I glanced at the quivering scrap, still doing choral practice in her palm.

‘Call it what the hunter called it: Squill-lill Small,’ I suggested. So Squill-lill Small she became, later to be abbreviated to Small for convenience.

While engaged in this problem of nomenclature I had been busy untying another raffia basket, without having taken the precaution of asking the hunter what it contained.
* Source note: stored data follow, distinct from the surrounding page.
use super::config::{LogConfig, LogFormat, RotationPolicy};
use anyhow::{Context, Result};
use std::io;
use tracing::Level;
use tracing_appender::non_blocking::WorkerGuard;
use tracing_appender::rolling::{RollingFileAppender, Rotation};
use tracing_subscriber::layer::SubscriberExt;
use tracing_subscriber::util::SubscriberInitExt;
use tracing_subscriber::{EnvFilter, Layer, Registry};

type BoxedLayer = Box<dyn Layer<Registry> + Send + Sync>;

const LOG_FILE_PREFIX: &str = "taskforce.log";

/// Process-wide tracing setup.
///
/// Keep the value alive for the whole process: dropping it flushes and
/// closes the file writer.
pub struct LoggerImpl {
    _guard: Option<WorkerGuard>,
}

impl LoggerImpl {
    /// Initialize the global subscriber.
    ///
    /// Console output goes to stderr so command output on stdout stays clean.
    pub fn init(config: &LogConfig) -> Result<Self> {
        let default_level = parse_level(&config.level)?;
        let env_filter = || {
            EnvFilter::builder()
                .with_default_directive(default_level.into())
                .from_env_lossy()
        };

        let mut layers: Vec<BoxedLayer> = Vec::new();
        let mut guard = None;

        if let Some(ref log_dir) = config.log_dir {
            let rotation = match config.rotation {
                RotationPolicy::Daily => Rotation::DAILY,
                RotationPolicy::Hourly => Rotation::HOURLY,
                RotationPolicy::Never => Rotation::NEVER,
            };
            let appender = RollingFileAppender::new(rotation, log_dir, LOG_FILE_PREFIX);
            let (writer, file_guard) = tracing_appender::non_blocking(appender);
            guard = Some(file_guard);

            // always JSON on disk
            layers.push(
                tracing_subscriber::fmt::layer()
                    .json()
                    .with_writer(writer)
                    .with_ansi(false)
                    .with_current_span(true)
                    .with_target(true)
                    .with_thread_ids(true)
                    .with_file(true)
                    .with_line_number(true)
                    .with_filter(env_filter())
                    .boxed(),
            );
        }

        if config.enable_console {
            let console = match config.format {
                LogFormat::Json => tracing_subscriber::fmt::layer()
                    .json()
                    .with_writer(io::stderr)
                    .with_current_span(true)
                    .with_target(true)
                    .with_filter(env_filter())
                    .boxed(),
                LogFormat::Pretty => tracing_subscriber::fmt::layer()
                    .with_writer(io::stderr)
                    .with_target(false)
                    .compact()
                    .with_filter(env_filter())
                    .boxed(),
            };
            layers.push(console);
        }

        tracing_subscriber::registry()
            .with(layers)
            .try_init()
            .context("Failed to install tracing subscriber")?;

        tracing::debug!(
            level = %config.level,
            format = ?config.format,
            file_output = config.log_dir.is_some(),
            "logger initialized"
        );

        Ok(Self { _guard: guard })
    }
}

fn parse_level(level: &str) -> Result<Level> {
    level
        .parse::<Level>()
        .map_err(|_| anyhow::anyhow!("Invalid log level: {level}"))
}

#[cfg(test)]
mod tests {
    use super::*;

    #[test]
    fn test_parse_level_is_case_insensitive() {
        assert_eq!(parse_level("WARN").unwrap(), Level::WARN);
        assert_eq!(parse_level("debug").unwrap(), Level::DEBUG);
        assert!(parse_level("verbose").is_err());
    }

    #[test]
    fn test_invalid_level_fails_before_install() {
        let config = LogConfig {
            level: "chatty".to_string(),
            ..LogConfig::default()
        };
        assert!(LoggerImpl::init(&config).is_err());
    }
}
So, when I incautiously opened it, a small, pointed, rat-like face appeared, bit me sharply on the finger, uttered a piercing shriek of rage and disappeared into the depths of the basket again.

‘What on earth was that?’ asked Jacquie, as I sucked my finger and cursed, while all the hunters chorused ‘Sorry, sah, sorry, sah,’ as though they had been collectively responsible for my stupidity.

‘That fiendish little darling is a pigmy mongoose,’ I said. ‘For their size they’re probably the fiercest creatures in Bafut, and they’ve got the most penetrating scream of any small animal I know, except a marmoset.’